Simultaneamente, Manuel de Brito lança, em 1982, a colecção Cábulas de Navegação com o texto O Corpo Verde, de Maria Velho da Costa, e ilustrações de Júlio Pomar. Na mesma colecção sairá Comunidade de Luiz Pacheco, ilustrado por Teresa Dias Coelho. Detecta-se já nestes livros a preocupação estética de Manuel de Brito, mais tarde bem visível na colecção Contexto e Imagem (a qual, para além de incluir traduções de textos publicados na Gallimard e respectivas ilustrações, se tornou inovadora ao incluir autores como António Alçada Baptista, Agustina Bessa-Luís ou Jorge Amado), na colecção dedicada às freguesias de Lisboa ou nos excelentes arranjos gráficos e fotografias de Paulo Nozolino das capas dos livros de Al Berto.

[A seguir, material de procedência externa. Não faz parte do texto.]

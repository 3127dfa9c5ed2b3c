pub mod http;

use serde::{Deserialize, Serialize};

use crate::error::Result;

/// Chat-style completion response. Only the parts the merge engine reads.
#[derive(Debug, Clone, Default, Serialize, Deserialize)]
pub struct CompletionResponse {
    #[serde(default)]
    pub choices: Vec<Choice>,
}

#[derive(Debug, Clone, Default, Serialize, Deserialize)]
pub struct Choice {
    #[serde(default)]
    pub message: Option<ChoiceMessage>,
}

#[derive(Debug, Clone, Default, Serialize, Deserialize)]
pub struct ChoiceMessage {
    #[serde(default)]
    pub content: Option<String>,
}

impl Choice {
    fn content(&self) -> Option<&str> {
        self.message.as_ref().and_then(|m| m.content.as_deref())
    }
}

impl CompletionResponse {
    /// Build a response with one choice per given content.
    pub fn from_contents<I, S>(contents: I) -> Self
    where
        I: IntoIterator<Item = Option<S>>,
        S: Into<String>,
    {
        let choices = contents
            .into_iter()
            .map(|c| Choice {
                message: Some(ChoiceMessage {
                    content: c.map(Into::into),
                }),
            })
            .collect();
        CompletionResponse { choices }
    }

    /// Content of the first choice whose content is present and non-empty,
    /// scanning choices in order.
    pub fn first_nonempty_content(&self) -> Option<&str> {
        for choice in &self.choices {
            match choice.content() {
                Some(content) if !content.is_empty() => return Some(content),
                _ => continue,
            }
        }
        None
    }

    /// Content of the first choice only, if it is non-empty. Later choices
    /// are never consulted.
    pub fn first_choice_content(&self) -> Option<&str> {
        self.choices
            .first()
            .and_then(Choice::content)
            .filter(|c| !c.is_empty())
    }
}

/// A text-completion service: system instruction plus user content in, a
/// response with zero or more choices out.
///
/// Transport failures and non-success statuses come back as errors; a
/// successful response with no usable content is `Ok` and left to the
/// caller to judge.
pub trait CompletionClient {
    fn complete(&self, system_prompt: &str, user_content: &str) -> Result<CompletionResponse>;
}

impl<C: CompletionClient + ?Sized> CompletionClient for &C {
    fn complete(&self, system_prompt: &str, user_content: &str) -> Result<CompletionResponse> {
        (**self).complete(system_prompt, user_content)
    }
}
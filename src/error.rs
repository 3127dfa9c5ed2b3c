//! Error types for the digest engine.

use thiserror::Error;

/// Pipeline stage that produced an error.
#[derive(Debug, Clone, Copy, PartialEq, Eq)]
pub enum Stage {
    Preprocess,
    Summary,
    Introduction,
}

impl Stage {
    pub fn as_str(&self) -> &str {
        match self {
            Stage::Preprocess => "preprocess",
            Stage::Summary => "summary",
            Stage::Introduction => "introduction",
        }
    }
}

impl std::fmt::Display for Stage {
    fn fmt(&self, f: &mut std::fmt::Formatter<'_>) -> std::fmt::Result {
        f.write_str(self.as_str())
    }
}

#[derive(Error, Debug)]
pub enum DigestError {
    // Input errors
    #[error("No valid transcript entries found")]
    Parse,

    #[error("Input text is empty")]
    EmptyInput,

    #[error("Segmentation produced no segments")]
    Segmentation,

    #[error("Invalid configuration value for {key}: {message}")]
    InvalidConfig { key: String, message: String },

    #[error("Prompt error: {message}")]
    Prompt { message: String },

    // Completion service errors
    #[error("Completion service returned {status}: {body}")]
    ExternalCall { status: u16, body: String },

    #[error("Completion request failed: {0}")]
    Transport(#[from] reqwest::Error),

    #[error("Completion service returned no usable content ({stage} stage)")]
    ContentMissing { stage: Stage },

    #[error("Completion content is not valid JSON: {0}")]
    MalformedStructuredOutput(#[source] serde_json::Error),

    #[error("JSON error: {0}")]
    Json(#[from] serde_json::Error),

    #[error("I/O error: {0}")]
    Io(#[from] std::io::Error),
}

pub type Result<T> = std::result::Result<T, DigestError>;

impl DigestError {
    pub(crate) fn invalid_config(key: &str, message: impl Into<String>) -> Self {
        DigestError::InvalidConfig {
            key: key.to_string(),
            message: message.into(),
        }
    }
}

Em 1983, Manuel de Brito casa com Joana Morais Varela, de quem terá dois filhos, Luís Maria (n. 1986) e Maria da Paz (n. 1987).
Por dificuldades económicas, como todas as editoras em Portugal, a Contexto vê-se obrigada a encerrar a sua actividade em 2001, A partir dessa data, Manuel Luís de Brito isola-se cada vez mais numa pequena propriedade alentejana, tendo colaborado com o excelente cartoonista Luís Afonso (de quem já publicara dois álbuns) numa empresa, Dar o Litro, e na última década e meia, através de pequenos comentários gráficos, exercia crítica de costumes no Correio da Manhã e acompanhava o mundo do futebol. De resto, o Benfica, sua grande paixão, sagrou-se campeão nacional pela 37.ª vez, algumas horas após a sua morte.